• _Task objective_
Where a line in the listing contains the string "testutils", copy that line out.

• _Available data_
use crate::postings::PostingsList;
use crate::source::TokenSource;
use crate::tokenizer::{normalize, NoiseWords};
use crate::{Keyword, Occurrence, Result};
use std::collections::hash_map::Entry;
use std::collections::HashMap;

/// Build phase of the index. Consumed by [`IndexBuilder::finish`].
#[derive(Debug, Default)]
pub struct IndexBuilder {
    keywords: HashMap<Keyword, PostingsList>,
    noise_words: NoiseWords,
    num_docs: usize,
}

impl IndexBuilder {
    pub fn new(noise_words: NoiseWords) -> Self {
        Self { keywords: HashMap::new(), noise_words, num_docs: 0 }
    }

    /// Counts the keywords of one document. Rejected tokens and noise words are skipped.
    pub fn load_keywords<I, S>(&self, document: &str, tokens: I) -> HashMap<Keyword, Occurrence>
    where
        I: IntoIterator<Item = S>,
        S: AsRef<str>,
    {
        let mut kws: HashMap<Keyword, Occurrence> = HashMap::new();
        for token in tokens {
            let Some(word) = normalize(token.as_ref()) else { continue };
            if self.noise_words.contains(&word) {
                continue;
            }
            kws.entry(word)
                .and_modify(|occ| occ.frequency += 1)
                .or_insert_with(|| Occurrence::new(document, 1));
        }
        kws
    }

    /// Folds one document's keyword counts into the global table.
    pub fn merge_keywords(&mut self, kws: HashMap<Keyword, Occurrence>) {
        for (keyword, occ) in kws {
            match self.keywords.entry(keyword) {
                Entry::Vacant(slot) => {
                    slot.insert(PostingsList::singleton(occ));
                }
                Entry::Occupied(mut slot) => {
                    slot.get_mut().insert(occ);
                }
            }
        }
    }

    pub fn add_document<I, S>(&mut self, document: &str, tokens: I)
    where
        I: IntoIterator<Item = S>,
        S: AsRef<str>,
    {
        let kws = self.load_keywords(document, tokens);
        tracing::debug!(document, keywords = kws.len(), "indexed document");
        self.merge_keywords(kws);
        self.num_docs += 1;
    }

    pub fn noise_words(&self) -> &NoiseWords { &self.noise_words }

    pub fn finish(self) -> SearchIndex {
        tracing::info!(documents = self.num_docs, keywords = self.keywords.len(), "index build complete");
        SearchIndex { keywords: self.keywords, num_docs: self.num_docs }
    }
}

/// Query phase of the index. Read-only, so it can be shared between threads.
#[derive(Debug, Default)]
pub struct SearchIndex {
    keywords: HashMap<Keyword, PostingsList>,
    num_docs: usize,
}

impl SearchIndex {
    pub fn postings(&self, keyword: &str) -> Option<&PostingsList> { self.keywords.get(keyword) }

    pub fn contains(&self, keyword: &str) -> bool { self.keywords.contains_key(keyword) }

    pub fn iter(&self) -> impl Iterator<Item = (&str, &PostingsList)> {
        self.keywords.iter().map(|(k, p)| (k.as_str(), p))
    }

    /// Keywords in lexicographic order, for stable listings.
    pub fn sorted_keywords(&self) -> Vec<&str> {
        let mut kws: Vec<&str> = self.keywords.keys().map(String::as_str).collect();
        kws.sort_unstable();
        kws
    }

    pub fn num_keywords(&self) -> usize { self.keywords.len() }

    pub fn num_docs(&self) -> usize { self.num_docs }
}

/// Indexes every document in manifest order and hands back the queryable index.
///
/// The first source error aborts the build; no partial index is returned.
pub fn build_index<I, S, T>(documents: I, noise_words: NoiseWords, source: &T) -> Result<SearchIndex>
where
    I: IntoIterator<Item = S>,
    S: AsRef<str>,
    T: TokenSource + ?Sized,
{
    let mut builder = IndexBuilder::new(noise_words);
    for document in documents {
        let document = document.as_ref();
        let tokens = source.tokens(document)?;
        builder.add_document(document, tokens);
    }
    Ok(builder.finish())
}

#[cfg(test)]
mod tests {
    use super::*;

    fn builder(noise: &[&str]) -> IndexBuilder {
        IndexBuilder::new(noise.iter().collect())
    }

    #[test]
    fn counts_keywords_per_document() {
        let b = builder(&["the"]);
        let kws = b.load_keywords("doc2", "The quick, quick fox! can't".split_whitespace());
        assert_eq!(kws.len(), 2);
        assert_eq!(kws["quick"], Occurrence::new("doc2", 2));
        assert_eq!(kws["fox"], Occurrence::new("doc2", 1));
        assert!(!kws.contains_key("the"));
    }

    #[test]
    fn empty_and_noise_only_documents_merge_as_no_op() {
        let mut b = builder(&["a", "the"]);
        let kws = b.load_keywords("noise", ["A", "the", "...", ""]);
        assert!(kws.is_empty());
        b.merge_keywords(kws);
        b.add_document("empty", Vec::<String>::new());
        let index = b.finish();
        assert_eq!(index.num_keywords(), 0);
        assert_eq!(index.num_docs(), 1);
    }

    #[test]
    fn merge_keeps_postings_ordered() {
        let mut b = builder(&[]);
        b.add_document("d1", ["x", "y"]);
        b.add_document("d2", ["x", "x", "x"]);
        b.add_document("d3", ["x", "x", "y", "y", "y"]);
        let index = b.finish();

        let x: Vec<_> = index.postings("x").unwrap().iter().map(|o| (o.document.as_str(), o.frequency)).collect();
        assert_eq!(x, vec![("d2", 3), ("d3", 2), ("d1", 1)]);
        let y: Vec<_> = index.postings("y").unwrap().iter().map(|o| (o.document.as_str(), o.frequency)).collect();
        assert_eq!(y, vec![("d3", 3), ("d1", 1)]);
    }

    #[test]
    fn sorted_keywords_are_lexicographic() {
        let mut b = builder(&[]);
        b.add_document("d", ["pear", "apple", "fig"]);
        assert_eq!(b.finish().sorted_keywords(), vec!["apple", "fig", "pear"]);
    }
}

---

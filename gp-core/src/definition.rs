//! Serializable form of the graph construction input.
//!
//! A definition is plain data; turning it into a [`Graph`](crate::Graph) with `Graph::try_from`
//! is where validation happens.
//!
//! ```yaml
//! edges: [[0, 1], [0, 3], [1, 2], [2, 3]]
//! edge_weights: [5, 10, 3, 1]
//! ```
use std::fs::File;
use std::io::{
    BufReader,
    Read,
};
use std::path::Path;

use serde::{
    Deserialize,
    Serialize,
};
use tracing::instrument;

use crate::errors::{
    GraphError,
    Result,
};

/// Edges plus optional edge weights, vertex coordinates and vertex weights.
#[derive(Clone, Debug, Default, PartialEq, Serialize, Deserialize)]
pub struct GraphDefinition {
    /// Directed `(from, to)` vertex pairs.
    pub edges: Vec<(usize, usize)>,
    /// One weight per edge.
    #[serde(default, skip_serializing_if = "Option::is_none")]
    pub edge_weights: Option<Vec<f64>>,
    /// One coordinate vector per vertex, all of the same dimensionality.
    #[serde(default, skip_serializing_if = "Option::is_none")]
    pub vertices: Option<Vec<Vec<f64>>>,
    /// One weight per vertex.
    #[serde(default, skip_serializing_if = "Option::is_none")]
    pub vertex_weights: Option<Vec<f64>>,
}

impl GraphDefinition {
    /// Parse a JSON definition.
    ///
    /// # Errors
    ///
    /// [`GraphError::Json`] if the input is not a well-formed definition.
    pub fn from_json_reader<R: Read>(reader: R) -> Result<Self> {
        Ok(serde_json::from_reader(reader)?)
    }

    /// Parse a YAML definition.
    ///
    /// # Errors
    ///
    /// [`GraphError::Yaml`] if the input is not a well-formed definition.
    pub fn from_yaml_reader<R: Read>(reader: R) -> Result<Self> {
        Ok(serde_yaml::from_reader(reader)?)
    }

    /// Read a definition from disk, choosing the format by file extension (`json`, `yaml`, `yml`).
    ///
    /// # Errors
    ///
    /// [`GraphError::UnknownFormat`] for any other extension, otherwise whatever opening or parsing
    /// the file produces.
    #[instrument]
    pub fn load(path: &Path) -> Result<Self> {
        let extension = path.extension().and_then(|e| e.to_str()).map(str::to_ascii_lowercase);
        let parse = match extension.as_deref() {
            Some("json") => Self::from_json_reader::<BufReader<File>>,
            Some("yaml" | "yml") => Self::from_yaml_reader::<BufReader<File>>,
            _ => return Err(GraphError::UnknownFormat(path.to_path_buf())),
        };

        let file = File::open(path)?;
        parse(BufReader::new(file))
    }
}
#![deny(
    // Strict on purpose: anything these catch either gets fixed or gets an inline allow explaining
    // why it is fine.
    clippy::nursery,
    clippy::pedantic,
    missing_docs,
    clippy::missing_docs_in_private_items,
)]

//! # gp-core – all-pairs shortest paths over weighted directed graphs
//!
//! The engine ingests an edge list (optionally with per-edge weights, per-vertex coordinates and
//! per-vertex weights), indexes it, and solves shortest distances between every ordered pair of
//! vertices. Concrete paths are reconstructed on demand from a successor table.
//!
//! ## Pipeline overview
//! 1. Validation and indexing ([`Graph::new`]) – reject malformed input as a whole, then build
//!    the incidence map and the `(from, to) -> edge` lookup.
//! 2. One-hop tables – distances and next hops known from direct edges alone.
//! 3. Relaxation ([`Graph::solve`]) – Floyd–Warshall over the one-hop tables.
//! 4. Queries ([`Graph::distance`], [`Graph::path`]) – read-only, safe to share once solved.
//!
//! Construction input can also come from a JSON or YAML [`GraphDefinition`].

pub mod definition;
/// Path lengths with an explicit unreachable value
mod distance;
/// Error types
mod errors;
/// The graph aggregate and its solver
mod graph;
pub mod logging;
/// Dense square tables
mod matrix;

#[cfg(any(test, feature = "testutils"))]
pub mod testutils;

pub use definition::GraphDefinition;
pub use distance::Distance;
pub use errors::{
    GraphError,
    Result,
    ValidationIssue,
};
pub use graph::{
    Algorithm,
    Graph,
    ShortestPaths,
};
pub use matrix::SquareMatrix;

• _Reply to the exercise_
#[cfg(any(test, feature = "testutils"))]
pub mod testutils;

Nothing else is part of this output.